[Collected data entries]
+ + + + +

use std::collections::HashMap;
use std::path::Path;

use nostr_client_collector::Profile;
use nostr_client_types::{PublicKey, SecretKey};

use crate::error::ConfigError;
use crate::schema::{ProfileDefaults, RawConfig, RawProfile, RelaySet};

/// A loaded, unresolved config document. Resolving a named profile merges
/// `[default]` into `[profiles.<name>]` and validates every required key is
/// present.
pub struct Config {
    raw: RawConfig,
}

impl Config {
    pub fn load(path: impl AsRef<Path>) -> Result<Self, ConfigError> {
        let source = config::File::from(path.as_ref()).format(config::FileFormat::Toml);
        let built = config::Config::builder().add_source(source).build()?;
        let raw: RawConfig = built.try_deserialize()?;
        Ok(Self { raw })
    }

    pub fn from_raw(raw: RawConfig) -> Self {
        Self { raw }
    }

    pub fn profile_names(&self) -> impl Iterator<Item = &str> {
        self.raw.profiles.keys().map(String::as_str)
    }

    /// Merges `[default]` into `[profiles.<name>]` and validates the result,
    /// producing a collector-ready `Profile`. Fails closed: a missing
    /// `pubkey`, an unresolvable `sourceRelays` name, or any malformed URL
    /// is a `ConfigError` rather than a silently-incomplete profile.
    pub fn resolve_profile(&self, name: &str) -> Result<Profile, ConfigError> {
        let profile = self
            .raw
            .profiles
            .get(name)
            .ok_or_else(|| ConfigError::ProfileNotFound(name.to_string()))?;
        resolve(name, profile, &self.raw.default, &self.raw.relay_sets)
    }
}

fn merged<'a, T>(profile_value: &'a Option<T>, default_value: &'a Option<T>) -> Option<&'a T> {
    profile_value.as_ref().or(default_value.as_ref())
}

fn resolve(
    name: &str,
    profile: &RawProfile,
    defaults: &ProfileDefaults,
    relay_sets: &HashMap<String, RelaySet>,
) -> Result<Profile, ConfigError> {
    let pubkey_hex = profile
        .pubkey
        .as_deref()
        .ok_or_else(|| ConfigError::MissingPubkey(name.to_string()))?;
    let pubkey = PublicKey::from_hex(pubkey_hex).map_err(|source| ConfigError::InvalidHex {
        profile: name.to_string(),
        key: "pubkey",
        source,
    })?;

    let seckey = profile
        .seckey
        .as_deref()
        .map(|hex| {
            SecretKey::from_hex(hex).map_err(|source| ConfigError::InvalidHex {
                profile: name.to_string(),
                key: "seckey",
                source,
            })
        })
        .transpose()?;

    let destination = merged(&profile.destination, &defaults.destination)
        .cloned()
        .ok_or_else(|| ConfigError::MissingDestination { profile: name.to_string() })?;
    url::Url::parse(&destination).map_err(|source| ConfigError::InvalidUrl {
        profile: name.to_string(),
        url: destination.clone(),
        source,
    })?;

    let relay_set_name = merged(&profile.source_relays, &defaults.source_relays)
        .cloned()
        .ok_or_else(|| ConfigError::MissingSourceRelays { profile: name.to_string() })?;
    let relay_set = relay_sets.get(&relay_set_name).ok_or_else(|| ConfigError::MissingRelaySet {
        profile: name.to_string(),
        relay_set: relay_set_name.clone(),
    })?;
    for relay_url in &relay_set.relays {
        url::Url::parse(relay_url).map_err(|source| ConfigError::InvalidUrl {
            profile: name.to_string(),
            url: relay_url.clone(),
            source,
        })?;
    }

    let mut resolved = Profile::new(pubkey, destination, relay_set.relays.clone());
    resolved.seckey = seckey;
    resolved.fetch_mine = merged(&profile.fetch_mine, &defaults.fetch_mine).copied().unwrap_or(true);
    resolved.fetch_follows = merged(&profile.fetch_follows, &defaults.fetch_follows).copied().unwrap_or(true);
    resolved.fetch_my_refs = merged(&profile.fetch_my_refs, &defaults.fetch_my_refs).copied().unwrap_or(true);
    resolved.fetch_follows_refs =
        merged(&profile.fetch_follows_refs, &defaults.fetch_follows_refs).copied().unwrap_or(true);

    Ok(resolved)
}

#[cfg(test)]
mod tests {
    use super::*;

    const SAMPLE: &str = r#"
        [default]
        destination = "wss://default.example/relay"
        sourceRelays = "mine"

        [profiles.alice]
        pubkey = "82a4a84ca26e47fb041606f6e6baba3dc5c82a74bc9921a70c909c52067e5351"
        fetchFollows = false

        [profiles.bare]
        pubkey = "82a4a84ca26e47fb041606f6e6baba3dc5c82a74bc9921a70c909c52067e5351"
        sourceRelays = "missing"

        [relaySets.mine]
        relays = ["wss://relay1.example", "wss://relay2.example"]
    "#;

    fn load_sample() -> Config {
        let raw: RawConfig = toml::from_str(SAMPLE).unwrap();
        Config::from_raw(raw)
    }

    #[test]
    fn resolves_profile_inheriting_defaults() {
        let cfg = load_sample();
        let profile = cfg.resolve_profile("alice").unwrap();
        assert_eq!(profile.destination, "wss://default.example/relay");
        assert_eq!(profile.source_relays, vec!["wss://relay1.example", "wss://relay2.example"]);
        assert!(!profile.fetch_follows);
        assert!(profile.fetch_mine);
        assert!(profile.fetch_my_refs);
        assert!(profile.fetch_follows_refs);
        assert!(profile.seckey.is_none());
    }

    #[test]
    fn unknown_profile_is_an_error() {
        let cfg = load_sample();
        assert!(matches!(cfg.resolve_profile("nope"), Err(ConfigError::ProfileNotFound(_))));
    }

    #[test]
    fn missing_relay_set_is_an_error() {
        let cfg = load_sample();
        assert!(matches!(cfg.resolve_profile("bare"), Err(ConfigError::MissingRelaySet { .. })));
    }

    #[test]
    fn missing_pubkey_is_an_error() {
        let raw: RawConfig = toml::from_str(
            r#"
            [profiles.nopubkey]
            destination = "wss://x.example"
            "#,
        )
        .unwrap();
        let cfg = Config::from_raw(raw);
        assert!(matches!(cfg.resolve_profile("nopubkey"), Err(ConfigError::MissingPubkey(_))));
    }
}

+ + + + +

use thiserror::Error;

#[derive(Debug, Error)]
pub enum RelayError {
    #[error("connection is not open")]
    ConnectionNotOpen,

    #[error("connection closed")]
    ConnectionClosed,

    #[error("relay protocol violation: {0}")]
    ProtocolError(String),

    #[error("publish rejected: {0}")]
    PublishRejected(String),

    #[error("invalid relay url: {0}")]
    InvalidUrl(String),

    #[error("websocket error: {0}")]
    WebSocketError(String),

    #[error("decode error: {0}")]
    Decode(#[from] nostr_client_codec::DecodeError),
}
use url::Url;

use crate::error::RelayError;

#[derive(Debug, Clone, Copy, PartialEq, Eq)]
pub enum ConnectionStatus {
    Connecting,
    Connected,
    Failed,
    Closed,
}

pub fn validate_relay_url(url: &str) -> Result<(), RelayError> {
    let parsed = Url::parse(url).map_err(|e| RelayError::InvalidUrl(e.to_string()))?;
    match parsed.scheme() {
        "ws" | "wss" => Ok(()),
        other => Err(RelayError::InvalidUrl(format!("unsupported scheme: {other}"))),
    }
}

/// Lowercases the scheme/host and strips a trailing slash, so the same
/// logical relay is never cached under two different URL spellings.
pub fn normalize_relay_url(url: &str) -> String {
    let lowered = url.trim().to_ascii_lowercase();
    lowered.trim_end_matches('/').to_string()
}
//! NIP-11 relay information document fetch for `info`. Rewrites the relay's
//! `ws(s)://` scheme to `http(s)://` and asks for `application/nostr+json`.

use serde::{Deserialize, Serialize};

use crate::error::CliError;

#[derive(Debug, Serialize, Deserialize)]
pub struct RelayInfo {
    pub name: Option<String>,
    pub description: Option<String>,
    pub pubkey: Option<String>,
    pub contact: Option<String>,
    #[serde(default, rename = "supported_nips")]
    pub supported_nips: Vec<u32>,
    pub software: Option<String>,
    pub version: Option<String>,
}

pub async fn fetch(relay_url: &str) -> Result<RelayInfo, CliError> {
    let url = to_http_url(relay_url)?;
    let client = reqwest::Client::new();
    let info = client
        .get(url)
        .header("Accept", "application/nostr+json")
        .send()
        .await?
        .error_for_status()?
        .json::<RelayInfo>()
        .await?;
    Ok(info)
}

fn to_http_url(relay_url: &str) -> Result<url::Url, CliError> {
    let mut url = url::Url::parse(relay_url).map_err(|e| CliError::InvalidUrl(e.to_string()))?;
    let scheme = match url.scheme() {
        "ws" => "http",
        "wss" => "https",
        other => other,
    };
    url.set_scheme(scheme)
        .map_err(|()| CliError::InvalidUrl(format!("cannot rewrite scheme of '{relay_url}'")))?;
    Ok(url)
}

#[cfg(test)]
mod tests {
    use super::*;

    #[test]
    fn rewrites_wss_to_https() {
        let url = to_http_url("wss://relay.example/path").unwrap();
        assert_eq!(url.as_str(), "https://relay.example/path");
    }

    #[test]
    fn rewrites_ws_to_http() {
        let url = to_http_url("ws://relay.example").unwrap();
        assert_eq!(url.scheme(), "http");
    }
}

+ + + + +

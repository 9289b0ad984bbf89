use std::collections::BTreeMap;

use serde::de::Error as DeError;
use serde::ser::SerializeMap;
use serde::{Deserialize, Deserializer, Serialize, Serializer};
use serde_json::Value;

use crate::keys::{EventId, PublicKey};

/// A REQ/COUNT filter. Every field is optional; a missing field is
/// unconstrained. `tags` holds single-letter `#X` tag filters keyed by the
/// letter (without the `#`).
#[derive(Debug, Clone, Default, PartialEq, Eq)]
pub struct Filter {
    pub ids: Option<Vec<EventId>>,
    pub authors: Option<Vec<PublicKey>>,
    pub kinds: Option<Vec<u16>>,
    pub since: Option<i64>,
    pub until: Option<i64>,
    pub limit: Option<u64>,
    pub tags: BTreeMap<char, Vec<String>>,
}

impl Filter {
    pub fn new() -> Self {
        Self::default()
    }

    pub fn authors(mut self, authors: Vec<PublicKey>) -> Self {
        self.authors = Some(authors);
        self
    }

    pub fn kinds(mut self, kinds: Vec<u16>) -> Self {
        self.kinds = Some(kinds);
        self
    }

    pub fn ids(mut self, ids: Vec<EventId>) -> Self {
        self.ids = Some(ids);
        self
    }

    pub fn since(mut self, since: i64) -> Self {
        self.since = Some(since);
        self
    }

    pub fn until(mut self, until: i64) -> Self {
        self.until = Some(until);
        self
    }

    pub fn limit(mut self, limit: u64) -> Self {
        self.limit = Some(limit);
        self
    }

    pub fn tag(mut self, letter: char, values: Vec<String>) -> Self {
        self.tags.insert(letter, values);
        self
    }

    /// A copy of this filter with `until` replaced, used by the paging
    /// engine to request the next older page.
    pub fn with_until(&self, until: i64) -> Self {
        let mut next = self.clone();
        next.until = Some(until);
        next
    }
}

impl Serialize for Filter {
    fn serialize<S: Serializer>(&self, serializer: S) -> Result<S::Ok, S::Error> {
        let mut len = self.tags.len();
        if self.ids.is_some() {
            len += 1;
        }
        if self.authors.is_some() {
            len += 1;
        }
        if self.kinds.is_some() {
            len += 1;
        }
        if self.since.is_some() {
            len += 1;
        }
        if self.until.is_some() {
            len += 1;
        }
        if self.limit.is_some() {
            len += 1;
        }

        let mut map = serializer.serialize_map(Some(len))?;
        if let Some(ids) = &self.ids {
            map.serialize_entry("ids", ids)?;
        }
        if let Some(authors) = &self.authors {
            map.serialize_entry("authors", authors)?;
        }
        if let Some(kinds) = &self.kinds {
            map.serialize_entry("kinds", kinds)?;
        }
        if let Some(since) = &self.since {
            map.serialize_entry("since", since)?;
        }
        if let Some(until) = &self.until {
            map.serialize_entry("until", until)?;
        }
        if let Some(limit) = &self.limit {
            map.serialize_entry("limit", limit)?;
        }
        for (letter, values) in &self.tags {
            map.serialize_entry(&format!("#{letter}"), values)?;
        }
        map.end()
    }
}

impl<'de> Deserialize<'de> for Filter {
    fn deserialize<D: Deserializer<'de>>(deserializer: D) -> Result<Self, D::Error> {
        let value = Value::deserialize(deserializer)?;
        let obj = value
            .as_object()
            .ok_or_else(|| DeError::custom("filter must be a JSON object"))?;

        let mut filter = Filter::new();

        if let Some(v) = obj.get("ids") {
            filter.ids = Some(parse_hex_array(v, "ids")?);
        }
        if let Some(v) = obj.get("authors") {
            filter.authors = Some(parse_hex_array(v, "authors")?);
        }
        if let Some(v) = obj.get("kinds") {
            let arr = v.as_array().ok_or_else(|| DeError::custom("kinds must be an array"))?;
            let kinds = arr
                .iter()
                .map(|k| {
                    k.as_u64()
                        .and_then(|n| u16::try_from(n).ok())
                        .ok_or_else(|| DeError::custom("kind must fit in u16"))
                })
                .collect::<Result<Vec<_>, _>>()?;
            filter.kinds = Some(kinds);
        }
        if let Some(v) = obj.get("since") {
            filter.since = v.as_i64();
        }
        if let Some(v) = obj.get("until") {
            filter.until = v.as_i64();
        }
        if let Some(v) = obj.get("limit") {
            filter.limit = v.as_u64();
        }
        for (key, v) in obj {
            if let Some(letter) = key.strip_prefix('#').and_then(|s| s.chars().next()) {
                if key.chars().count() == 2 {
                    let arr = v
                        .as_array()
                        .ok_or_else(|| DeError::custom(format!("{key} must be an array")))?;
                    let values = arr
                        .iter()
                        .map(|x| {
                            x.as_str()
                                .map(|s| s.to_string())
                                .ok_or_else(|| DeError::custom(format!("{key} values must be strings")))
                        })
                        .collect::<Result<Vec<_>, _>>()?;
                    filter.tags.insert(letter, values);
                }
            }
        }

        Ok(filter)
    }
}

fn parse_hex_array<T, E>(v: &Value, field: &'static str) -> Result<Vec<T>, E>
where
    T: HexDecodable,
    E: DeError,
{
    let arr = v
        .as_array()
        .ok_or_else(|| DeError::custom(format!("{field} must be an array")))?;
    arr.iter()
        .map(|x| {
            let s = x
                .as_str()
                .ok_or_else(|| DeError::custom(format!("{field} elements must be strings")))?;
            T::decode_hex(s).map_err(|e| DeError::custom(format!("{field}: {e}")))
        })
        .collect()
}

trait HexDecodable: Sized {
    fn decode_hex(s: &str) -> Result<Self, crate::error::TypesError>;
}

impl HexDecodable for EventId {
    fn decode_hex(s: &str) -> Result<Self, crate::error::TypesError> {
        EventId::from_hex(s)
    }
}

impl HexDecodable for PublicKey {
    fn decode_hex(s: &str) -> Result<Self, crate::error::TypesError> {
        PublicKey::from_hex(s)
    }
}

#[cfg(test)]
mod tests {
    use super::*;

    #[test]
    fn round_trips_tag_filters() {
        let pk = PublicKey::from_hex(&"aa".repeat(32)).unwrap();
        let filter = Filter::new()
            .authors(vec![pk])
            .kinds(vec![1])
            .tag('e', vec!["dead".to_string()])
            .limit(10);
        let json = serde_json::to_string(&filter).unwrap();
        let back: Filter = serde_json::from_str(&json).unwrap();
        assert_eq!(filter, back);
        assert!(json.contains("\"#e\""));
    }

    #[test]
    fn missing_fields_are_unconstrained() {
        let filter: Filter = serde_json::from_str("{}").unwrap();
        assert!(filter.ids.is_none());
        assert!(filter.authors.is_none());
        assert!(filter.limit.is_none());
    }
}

+ + + + +

*EXERCISE:* Look through the entries above and quote exactly the lines from the line with "use std::collections::HashMap;" to the line with "pub fn profile_names(&self)", counting both of those lines.

*OUTPUT OF THE EXERCISE:*
use std::collections::HashMap;
use std::path::Path;

use nostr_client_collector::Profile;
use nostr_client_types::{PublicKey, SecretKey};

use crate::error::ConfigError;
use crate::schema::{ProfileDefaults, RawConfig, RawProfile, RelaySet};

/// A loaded, unresolved config document. Resolving a named profile merges
/// `[default]` into `[profiles.<name>]` and validates every required key is
/// present.
pub struct Config {
    raw: RawConfig,
}

impl Config {
    pub fn load(path: impl AsRef<Path>) -> Result<Self, ConfigError> {
        let source = config::File::from(path.as_ref()).format(config::FileFormat::Toml);
        let built = config::Config::builder().add_source(source).build()?;
        let raw: RawConfig = built.try_deserialize()?;
        Ok(Self { raw })
    }

    pub fn from_raw(raw: RawConfig) -> Self {
        Self { raw }
    }

    pub fn profile_names(&self) -> impl Iterator<Item = &str> {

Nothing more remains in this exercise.